Quando o governo gasta mais do que arrecada, precisa se endividar. E quanto mais dívida, mais juros o governo paga.
Isso pressiona a inflação. E quando a inflação sobe, o Banco Central precisa subir os juros pra controlar.
É um ciclo. E um ciclo ruim.
Se o governo não controlar os gastos, o Banco Central não consegue baixar os juros de forma sustentável. Porque sempre que ele corta, a inflação volta a subir por conta do descontrole fiscal.
O que o BC pode fazer em março
Três cenários possíveis:
Cenário 1: Inflação comportada, câmbio estável, contas públicas sem piora.

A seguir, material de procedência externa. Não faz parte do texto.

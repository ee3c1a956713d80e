// crates/gateway-core/tests/scenarios.rs
//
// End-to-end scenarios: wire bytes in, decoded replies out.
use std::str::FromStr;

use gateway_core::{Decimal, Gateway, GatewayConfig, OrdStatus, Side};
use gateway_protocol::tags;
use gateway_protocol::{
    checksum, decode, decode_input, encode_outbound, from_pipe_str, FixMessage, ProtocolError,
};

fn px(s: &str) -> Decimal {
    Decimal::from_str(s).unwrap()
}

/// Wrap a pipe-delimited body with BeginString, BodyLength and CheckSum.
fn frame(body: &str) -> Vec<u8> {
    let body = from_pipe_str(body);
    let mut out = format!("8=FIX.4.2\x019={}\x01", body.len()).into_bytes();
    out.extend_from_slice(&body);
    let sum = checksum(&out);
    out.extend_from_slice(format!("10={:03}\x01", sum).as_bytes());
    out
}

/// Feed one framed message through decode -> gateway -> encode.
fn send(gw: &mut Gateway, body: &str) -> Option<FixMessage> {
    let msg = decode(&frame(body)).expect("fixture must decode");
    let input = decode_input(&msg).expect("fixture must translate");
    gw.process_message(input)
        .expect("gateway accepted the message")
        .map(|out| decode(&encode_outbound(&out)).expect("reply must decode"))
}

fn logged_on() -> Gateway {
    let mut gw = Gateway::new(GatewayConfig::default());
    send(&mut gw, "35=A|34=1|49=CLIENT1|56=EXCHANGE|98=0|108=30|").unwrap();
    gw
}

#[test]
fn logon_is_acknowledged() {
    let mut gw = Gateway::new(GatewayConfig::default());
    let reply = send(&mut gw, "35=A|34=1|49=CLIENT1|56=EXCHANGE|98=0|108=30|").unwrap();

    assert_eq!(reply.get(tags::BEGIN_STRING_TAG), Some("FIX.4.2"));
    assert_eq!(reply.get(tags::MSG_TYPE), Some("A"));
    assert_eq!(reply.get(tags::MSG_SEQ_NUM), Some("1"));
    assert_eq!(reply.get(tags::SENDER_COMP_ID), Some("EXCHANGE"));
    assert_eq!(reply.get(tags::TARGET_COMP_ID), Some("CLIENT1"));
    assert_eq!(reply.get(tags::ENCRYPT_METHOD), Some("0"));
    assert_eq!(reply.get(tags::HEART_BT_INT), Some("30"));
    assert!(reply.get(tags::SENDING_TIME).is_some());
    assert!(gw.session().is_active());
}

#[test]
fn snapshot_then_incremental_delete() {
    let mut gw = logged_on();

    let out = send(
        &mut gw,
        "35=W|34=2|55=AAPL|268=2|269=0|270=172.35|271=100|269=1|270=172.40|271=50|",
    );
    assert!(out.is_none());
    assert_eq!(gw.book().best_bid(), Some(px("172.35")));
    assert_eq!(gw.book().best_ask(), Some(px("172.40")));
    assert_eq!(gw.book().spread(), Some(px("0.05")));

    let out = send(&mut gw, "35=X|34=3|55=AAPL|268=1|279=2|269=1|270=172.40|");
    assert!(out.is_none());
    assert_eq!(gw.book().best_ask(), None);
    assert_eq!(gw.book().size_at(Side::Sell, px("172.40")), None);
    assert_eq!(gw.book().best_bid(), Some(px("172.35")));
}

#[test]
fn bid_snapshot_then_zero_size_update_empties_bids() {
    let mut gw = logged_on();
    send(&mut gw, "35=W|34=2|268=1|269=0|270=172.35|271=100|");
    assert_eq!(gw.book().size_at(Side::Buy, px("172.35")), Some(100));

    send(&mut gw, "35=X|34=3|268=1|279=1|269=0|270=172.35|271=0|");
    assert!(gw.book().bids().is_empty());
}

#[test]
fn narrow_spread_emits_one_limit_sell() {
    let mut gw = logged_on();

    let out = send(
        &mut gw,
        "35=W|34=2|268=2|269=0|270=172.35|271=100|269=1|270=172.40|271=50|",
    );
    assert!(out.is_none(), "spread equal to the threshold must not trade");

    let order = send(&mut gw, "35=X|34=3|268=1|279=0|269=1|270=172.39|271=20|").unwrap();
    assert_eq!(order.get(tags::MSG_TYPE), Some("D"));
    assert_eq!(order.get(tags::MSG_SEQ_NUM), Some("2"));
    assert_eq!(order.get(tags::CL_ORD_ID), Some("QUOTE-1"));
    assert_eq!(order.get(tags::SYMBOL), Some("TEST"));
    assert_eq!(order.get(tags::SIDE), Some("2"));
    assert_eq!(order.get(tags::ORDER_QTY), Some("10"));
    assert_eq!(order.get(tags::PRICE), Some("172.39"));
    assert_eq!(order.get(tags::ORD_TYPE), Some("2"));
    assert!(order.get(tags::TRANSACT_TIME).is_some());

    // The book is unchanged, so the next update quotes again.
    let again = send(&mut gw, "35=X|34=4|268=1|279=1|269=0|270=172.35|271=80|").unwrap();
    assert_eq!(again.get(tags::CL_ORD_ID), Some("QUOTE-2"));
    assert_eq!(again.get(tags::MSG_SEQ_NUM), Some("3"));
}

#[test]
fn execution_reports_update_the_tracker() {
    let mut gw = logged_on();

    assert!(send(&mut gw, "35=8|34=2|11=ORD1|39=0|").is_none());
    assert_eq!(gw.tracker().status("ORD1"), Some(OrdStatus::New));

    assert!(send(&mut gw, "35=8|34=3|11=ORD1|39=2|54=1|32=10|31=172.39|").is_none());
    assert!(send(&mut gw, "35=8|34=4|11=ORD1|39=2|").is_none());
    let order = gw.tracker().get("ORD1").unwrap();
    assert_eq!(order.status, OrdStatus::Filled);
    assert_eq!(order.reports, 3);
    assert_eq!(gw.tracker().len(), 1);
    assert_eq!(gw.pnl().position(), 10);
}

#[test]
fn extreme_values_on_the_wire_are_absorbed() {
    let mut gw = logged_on();

    let out = send(
        &mut gw,
        "35=W|34=2|268=2|269=0|270=-79228162514264337593543950335|271=18446744073709551615|\
         269=1|270=79228162514264337593543950335|271=1|",
    );
    assert!(out.is_none());
    assert_eq!(gw.book().spread(), None);
    assert_eq!(gw.book().mid_price(), Some(Decimal::ZERO));

    assert!(send(&mut gw, "35=8|34=3|11=ORD1|39=2|54=1|32=18446744073709551615|31=1|").is_none());
    assert_eq!(gw.tracker().status("ORD1"), Some(OrdStatus::Filled));
    assert_eq!(gw.pnl().position(), 0);
    assert!(gw.session().is_active());
}

#[test]
fn heartbeat_echoes_test_request_id() {
    let mut gw = logged_on();
    let reply = send(&mut gw, "35=1|34=2|112=PING-7|").unwrap();
    assert_eq!(reply.get(tags::MSG_TYPE), Some("0"));
    assert_eq!(reply.get(tags::TEST_REQ_ID), Some("PING-7"));
    assert_eq!(reply.get(tags::MSG_SEQ_NUM), Some("2"));
}

#[test]
fn logout_starts_a_fresh_session() {
    let mut gw = logged_on();
    let reply = send(&mut gw, "35=5|34=2|58=bye|").unwrap();
    assert_eq!(reply.get(tags::MSG_TYPE), Some("5"));
    assert!(!gw.session().is_active());

    let msg = decode(&frame("35=0|34=3|")).unwrap();
    assert!(gw.process_message(decode_input(&msg).unwrap()).is_err());

    let reply = send(&mut gw, "35=A|34=1|49=CLIENT1|56=EXCHANGE|98=0|108=30|").unwrap();
    assert_eq!(reply.get(tags::MSG_SEQ_NUM), Some("1"));
}

#[test]
fn truncated_input_is_incomplete() {
    assert_eq!(decode(b"8=FIX.4.2\x019=5\x01"), Err(ProtocolError::Incomplete));
    let bytes = from_pipe_str("8=FIX.4.2|9=5|35=A|");
    assert_eq!(decode(&bytes), Err(ProtocolError::Incomplete));
}

#[test]
fn market_data_before_logon_is_refused() {
    let mut gw = Gateway::new(GatewayConfig::default());
    let msg = decode(&frame("35=W|34=1|268=1|269=0|270=1|271=1|")).unwrap();
    assert!(gw.process_message(decode_input(&msg).unwrap()).is_err());
    assert!(gw.book().is_empty());
}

O BC corta 0,5 ponto percentual (de 15% pra 14,5%).
Cenário 2: Inflação sobe um pouco ou câmbio fica instável. O BC corta menos, tipo 0,25 ponto (de 15% pra 14,75%).
Cenário 3: Inflação dispara ou contas públicas pioram muito. O BC não corta nada e mantém em 15%.
O mais provável é o cenário 1 ou 2. Porque o BC já sinalizou que deve cortar. Mas o tamanho do corte vai depender dos dados que vierem até lá.
A tensão entre BC e governo
O Banco Central está dizendo que as contas públicas estão atrapalhando.
O governo está aumentando gastos com servidores do Congresso.
E o mercado está no meio, esperando pra ver quem ganha essa queda de braço.
Se o governo controlar os gastos, o BC pode cortar os juros mais rápido e com mais tranquilidade.
Se o governo continuar gastando, o BC vai ter que segurar os juros altos por mais tempo. Mesmo que isso freie a economia.
O recado da ata
A ata confirmou: março deve ter corte.
Mas também avisou: depende.
Depende da inflação. Depende do câmbio. E principalmente, depende das contas públicas.
E por enquanto, as contas públicas não estão ajudando.